## Task to carry out:
Using the records below, quote only the span that opens with the line containing "w.role == WindowRole::Toplevel)" and closes with the line containing "fn focus(&mut self, window: WindowId)", exactly and inclusively.

Data items:

§

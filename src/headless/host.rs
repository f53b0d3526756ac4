//! [`WindowHost`] implementation backed by an in-memory window table.
//!
//! Window geometry is stored in absolute coordinates on the workspace
//! plane: workspace `(x, y)` covers the output-sized viewport starting at
//! `(x * width, y * height)`.  Everything reported through [`WindowHost`]
//! is relative to the current workspace.

use crate::animation::Transform;
use crate::command::{Point, Rect, Scope, WindowId, WorkspaceCoord};
use crate::config::{HeadlessConfig, SeedWindow};
use crate::traits::{HostEvent, WindowHost};
use log::{debug, warn};
use std::collections::{BTreeMap, VecDeque};
use std::time::{Duration, Instant};

/// What kind of surface a window is.
#[derive(Debug, Clone, Copy, PartialEq, Eq)]
pub enum WindowRole {
    /// Ordinary application window.
    Toplevel,
    /// Shell surface (bar, dock, background); never part of the grid.
    Panel,
}

/// One entry of the window table.
#[derive(Debug, Clone, PartialEq)]
pub struct HeadlessWindow {
    /// Absolute geometry on the workspace plane.
    pub geometry: Rect,
    pub parent: Option<WindowId>,
    pub role: WindowRole,
    pub mapped: bool,
    pub minimized: bool,
}

#[derive(Debug, Clone, Copy)]
enum Clock {
    /// Stepped explicitly with [`HeadlessHost::advance`].
    Manual(Duration),
    System(Instant),
}

/// An in-memory window host.
///
/// Mutations made through the inherent methods (opening, closing, moving
/// windows, …) queue the matching [`HostEvent`]s, which the session picks
/// up through [`WindowHost::poll_event`].
#[derive(Debug)]
pub struct HeadlessHost {
    output: Rect,
    workspace_cols: i32,
    workspace_rows: i32,
    workspace: WorkspaceCoord,
    windows: BTreeMap<WindowId, HeadlessWindow>,
    /// Bottom to top.
    stacking: Vec<WindowId>,
    next_id: u64,
    active: Option<WindowId>,
    cursor: Point,
    transforms: BTreeMap<WindowId, Transform>,
    plugin_active: bool,
    grabbed: bool,
    frame_hooks: bool,
    redraws: u64,
    events: VecDeque<HostEvent>,
    clock: Clock,
    /// Make [`WindowHost::activate_plugin`] fail.
    pub refuse_plugin: bool,
    /// Make [`WindowHost::grab_input`] fail.
    pub refuse_grab: bool,
}

impl HeadlessHost {
    /// An empty host with a manually stepped clock.
    pub fn new(config: &HeadlessConfig) -> Self {
        Self {
            output: Rect::new(0.0, 0.0, config.width as f64, config.height as f64),
            workspace_cols: config.workspace_cols.max(1) as i32,
            workspace_rows: config.workspace_rows.max(1) as i32,
            workspace: WorkspaceCoord::default(),
            windows: BTreeMap::new(),
            stacking: Vec::new(),
            next_id: 1,
            active: None,
            cursor: Point::default(),
            transforms: BTreeMap::new(),
            plugin_active: false,
            grabbed: false,
            frame_hooks: false,
            redraws: 0,
            events: VecDeque::new(),
            clock: Clock::Manual(Duration::ZERO),
            refuse_plugin: false,
            refuse_grab: false,
        }
    }

    /// Switch to the wall clock.
    pub fn with_system_clock(mut self) -> Self {
        self.clock = Clock::System(Instant::now());
        self
    }

    /// Step a manual clock forward.  No-op on the wall clock.
    pub fn advance(&mut self, by: Duration) {
        if let Clock::Manual(now) = &mut self.clock {
            *now += by;
        }
    }

    /// Map the seed windows from the configuration, in order.  Returns the
    /// ids they were given.
    pub fn seed(&mut self, windows: &[SeedWindow]) -> Vec<WindowId> {
        let mut ids: Vec<WindowId> = Vec::with_capacity(windows.len());
        for (i, w) in windows.iter().enumerate() {
            let parent = match w.parent {
                Some(p) if p < ids.len() => Some(ids[p]),
                Some(p) => {
                    warn!("seed window {} names parent {} which is not an earlier window", i, p);
                    None
                }
                None => None,
            };
            ids.push(self.open_window(Rect::new(w.x, w.y, w.width, w.height), parent));
        }
        ids
    }

    //  Scene changes

    /// Map a new application window and focus it.  `geometry` is absolute.
    pub fn open_window(&mut self, geometry: Rect, parent: Option<WindowId>) -> WindowId {
        let parent = parent.filter(|p| {
            let known = self.windows.contains_key(p);
            if !known {
                warn!("parent {} does not exist, mapping as top-level", p);
            }
            known
        });
        let id = self.insert(geometry, parent, WindowRole::Toplevel);
        self.focus(id);
        id
    }

    /// Map a shell surface.  Panels are never focused or scaled.
    pub fn open_panel(&mut self, geometry: Rect) -> WindowId {
        self.insert(geometry, None, WindowRole::Panel)
    }

    fn insert(&mut self, geometry: Rect, parent: Option<WindowId>, role: WindowRole) -> WindowId {
        let id = WindowId(self.next_id);
        self.next_id += 1;
        self.windows.insert(
            id,
            HeadlessWindow {
                geometry,
                parent,
                role,
                mapped: true,
                minimized: false,
            },
        );
        self.stacking.push(id);
        debug!("mapped {} at {:?}", id, geometry);
        self.events.push_back(HostEvent::Attached(id));
        id
    }

    /// Destroy a window, its children first.
    pub fn destroy_window(&mut self, window: WindowId) {
        if !self.windows.contains_key(&window) {
            return;
        }
        for child in self.children(window) {
            self.destroy_window(child);
        }
        self.windows.remove(&window);
        self.stacking.retain(|w| *w != window);
        self.transforms.remove(&window);
        if self.active == Some(window) {
            self.active = None;
        }
        debug!("destroyed {}", window);
        self.events.push_back(HostEvent::Detached(window));
    }

    pub fn set_minimized(&mut self, window: WindowId, minimized: bool) {
        let Some(w) = self.windows.get_mut(&window) else {
            return;
        };
        if w.minimized == minimized {
            return;
        }
        w.minimized = minimized;
        if minimized && self.active == Some(window) {
            self.active = None;
        }
        self.events
            .push_back(HostEvent::Minimized { window, minimized });
    }

    /// Unmap a window without destroying it.
    pub fn unmap(&mut self, window: WindowId) {
        let Some(w) = self.windows.get_mut(&window) else {
            return;
        };
        if !w.mapped {
            return;
        }
        w.mapped = false;
        if self.active == Some(window) {
            self.active = None;
        }
        self.events.push_back(HostEvent::Unmapped(window));
    }

    /// Give a window new absolute geometry.
    pub fn move_window(&mut self, window: WindowId, geometry: Rect) {
        let Some(w) = self.windows.get_mut(&window) else {
            return;
        };
        w.geometry = geometry;
        self.events.push_back(HostEvent::GeometryChanged(window));
    }

    /// Move the pointer (output coordinates).
    pub fn set_cursor(&mut self, at: Point) {
        self.cursor = at;
    }

    //  Inspection

    pub fn window(&self, window: WindowId) -> Option<&HeadlessWindow> {
        self.windows.get(&window)
    }

    /// Window ids, bottom to top.
    pub fn stacking(&self) -> &[WindowId] {
        &self.stacking
    }

    pub fn cursor(&self) -> Point {
        self.cursor
    }

    pub fn transform(&self, window: WindowId) -> Option<Transform> {
        self.transforms.get(&window).copied()
    }

    pub fn transform_count(&self) -> usize {
        self.transforms.len()
    }

    /// Where the window currently appears on the output.
    pub fn displayed_geometry(&self, window: WindowId) -> Option<Rect> {
        let geometry = self.natural_geometry(window)?;
        Some(match self.transforms.get(&window) {
            Some(t) => t.apply_to(&geometry),
            None => geometry,
        })
    }

    pub fn plugin_active(&self) -> bool {
        self.plugin_active
    }

    pub fn input_grabbed(&self) -> bool {
        self.grabbed
    }

    pub fn frame_hooks_registered(&self) -> bool {
        self.frame_hooks
    }

    pub fn redraw_count(&self) -> u64 {
        self.redraws
    }

    fn workspace_origin(&self) -> Point {
        Point {
            x: self.workspace.x as f64 * self.output.width,
            y: self.workspace.y as f64 * self.output.height,
        }
    }

    fn is_shown(&self, w: &HeadlessWindow) -> bool {
        w.mapped && !w.minimized
    }

    /// Move `window` and its children to the top of the stack.
    fn raise(&mut self, window: WindowId) {
        let children = self.children(window);
        for id in std::iter::once(window).chain(children) {
            self.stacking.retain(|w| *w != id);
            self.stacking.push(id);
        }
    }
}

impl WindowHost for HeadlessHost {
    fn now(&self) -> Duration {
        match self.clock {
            Clock::Manual(now) => now,
            Clock::System(start) => start.elapsed(),
        }
    }

    fn eligible_windows(&self, scope: Scope) -> Vec<WindowId> {
        self.stacking
            .iter()
            .copied()
            .filter(|id| {
                let Some(w) = self.windows.get(id) else {
                    return false;
                };
                if w.role != WindowRole::Toplevel || w.parent.is_some() || !self.is_shown(w) {
                    return false;
                }
                match scope {
                    Scope::AllWorkspaces => true,
                    Scope::CurrentWorkspace => self
                        .natural_geometry(*id)
                        .is_some_and(|g| self.output.contains(g.center())),
                }
            })
            .collect()
    }

    fn exists(&self, window: WindowId) -> bool {
        self.windows.contains_key(&window)
    }

    fn is_toplevel(&self, window: WindowId) -> bool {
        self.windows
            .get(&window)
            .is_some_and(|w| w.role == WindowRole::Toplevel)
    }

    fn is_mapped(&self, window: WindowId) -> bool {
        self.windows.get(&window).is_some_and(|w| w.mapped)
    }

    fn is_minimized(&self, window: WindowId) -> bool {
        self.windows.get(&window).is_some_and(|w| w.minimized)
    }

    fn natural_geometry(&self, window: WindowId) -> Option<Rect> {
        let w = self.windows.get(&window)?;
        let origin = self.workspace_origin();
        Some(Rect::new(
            w.geometry.x - origin.x,
            w.geometry.y - origin.y,
            w.geometry.width,
            w.geometry.height,
        ))
    }

    fn parent(&self, window: WindowId) -> Option<WindowId> {
        self.windows.get(&window)?.parent
    }

    fn children(&self, window: WindowId) -> Vec<WindowId> {
        self.stacking
            .iter()
            .copied()
            .filter(|id| self.windows.get(id).is_some_and(|w| w.parent == Some(window)))
            .collect()
    }

    fn workarea(&self) -> Rect {
        self.output
    }

    fn output_geometry(&self) -> Rect {
        self.output
    }

    fn current_workspace(&self) -> WorkspaceCoord {
        self.workspace
    }

    fn request_workspace(&mut self, workspace: WorkspaceCoord) {
        let target = WorkspaceCoord::new(
            workspace.x.clamp(0, self.workspace_cols - 1),
            workspace.y.clamp(0, self.workspace_rows - 1),
        );
        if target == self.workspace {
            return;
        }
        debug!("workspace {} -> {}", self.workspace, target);
        self.workspace = target;
        self.events.push_back(HostEvent::WorkspaceChanged(target));
        // Every mapped window moved relative to the viewport.
        let moved: Vec<WindowId> = self
            .stacking
            .iter()
            .copied()
            .filter(|id| self.windows.get(id).is_some_and(|w| w.mapped))
            .collect();
        self.events
            .extend(moved.into_iter().map(HostEvent::GeometryChanged));
    }

    fn active_window(&self) -> Option<WindowId> {
        self.active
    }

    fn focus(&mut self, window: WindowId) {
        if !self.windows.contains_key(&window) {
            return;
        }
        self.raise(window);
        if self.active != Some(window) {
            self.active = Some(window);
            self.events.push_back(HostEvent::Focused(window));
        }
    }

    fn window_at_cursor(&self) -> Option<WindowId> {
        self.stacking.iter().rev().copied().find(|id| {
            self.windows.get(id).is_some_and(|w| self.is_shown(w))
                && self
                    .displayed_geometry(*id)
                    .is_some_and(|g| g.contains(self.cursor))
        })
    }

    fn close_window(&mut self, window: WindowId) {
        self.destroy_window(window);
    }

    fn activate_plugin(&mut self) -> bool {
        if self.refuse_plugin {
            return false;
        }
        self.plugin_active = true;
        true
    }

    fn deactivate_plugin(&mut self) {
        self.plugin_active = false;
    }

    fn grab_input(&mut self) -> bool {
        if self.refuse_grab {
            return false;
        }
        self.grabbed = true;
        true
    }

    fn release_input(&mut self) {
        self.grabbed = false;
    }

    fn attach_transform(&mut self, window: WindowId) -> bool {
        if !self.windows.contains_key(&window) || self.transforms.contains_key(&window) {
            return false;
        }
        self.transforms.insert(window, Transform::IDENTITY);
        true
    }

    fn detach_transform(&mut self, window: WindowId) {
        self.transforms.remove(&window);
    }

    fn has_transform(&self, window: WindowId) -> bool {
        self.transforms.contains_key(&window)
    }

    fn set_transform(&mut self, window: WindowId, transform: Transform) {
        if let Some(t) = self.transforms.get_mut(&window) {
            *t = transform;
        }
    }

    fn add_frame_hooks(&mut self) {
        self.frame_hooks = true;
    }

    fn remove_frame_hooks(&mut self) {
        self.frame_hooks = false;
    }

    fn schedule_redraw(&mut self) {
        self.redraws += 1;
    }

    fn poll_event(&mut self) -> Option<HostEvent> {
        self.events.pop_front()
    }
}

//  Tests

§

## Written answer:
            .is_some_and(|w| w.role == WindowRole::Toplevel)
    }

    fn is_mapped(&self, window: WindowId) -> bool {
        self.windows.get(&window).is_some_and(|w| w.mapped)
    }

    fn is_minimized(&self, window: WindowId) -> bool {
        self.windows.get(&window).is_some_and(|w| w.minimized)
    }

    fn natural_geometry(&self, window: WindowId) -> Option<Rect> {
        let w = self.windows.get(&window)?;
        let origin = self.workspace_origin();
        Some(Rect::new(
            w.geometry.x - origin.x,
            w.geometry.y - origin.y,
            w.geometry.width,
            w.geometry.height,
        ))
    }

    fn parent(&self, window: WindowId) -> Option<WindowId> {
        self.windows.get(&window)?.parent
    }

    fn children(&self, window: WindowId) -> Vec<WindowId> {
        self.stacking
            .iter()
            .copied()
            .filter(|id| self.windows.get(id).is_some_and(|w| w.parent == Some(window)))
            .collect()
    }

    fn workarea(&self) -> Rect {
        self.output
    }

    fn output_geometry(&self) -> Rect {
        self.output
    }

    fn current_workspace(&self) -> WorkspaceCoord {
        self.workspace
    }

    fn request_workspace(&mut self, workspace: WorkspaceCoord) {
        let target = WorkspaceCoord::new(
            workspace.x.clamp(0, self.workspace_cols - 1),
            workspace.y.clamp(0, self.workspace_rows - 1),
        );
        if target == self.workspace {
            return;
        }
        debug!("workspace {} -> {}", self.workspace, target);
        self.workspace = target;
        self.events.push_back(HostEvent::WorkspaceChanged(target));
        // Every mapped window moved relative to the viewport.
        let moved: Vec<WindowId> = self
            .stacking
            .iter()
            .copied()
            .filter(|id| self.windows.get(id).is_some_and(|w| w.mapped))
            .collect();
        self.events
            .extend(moved.into_iter().map(HostEvent::GeometryChanged));
    }

    fn active_window(&self) -> Option<WindowId> {
        self.active
    }

    fn focus(&mut self, window: WindowId) {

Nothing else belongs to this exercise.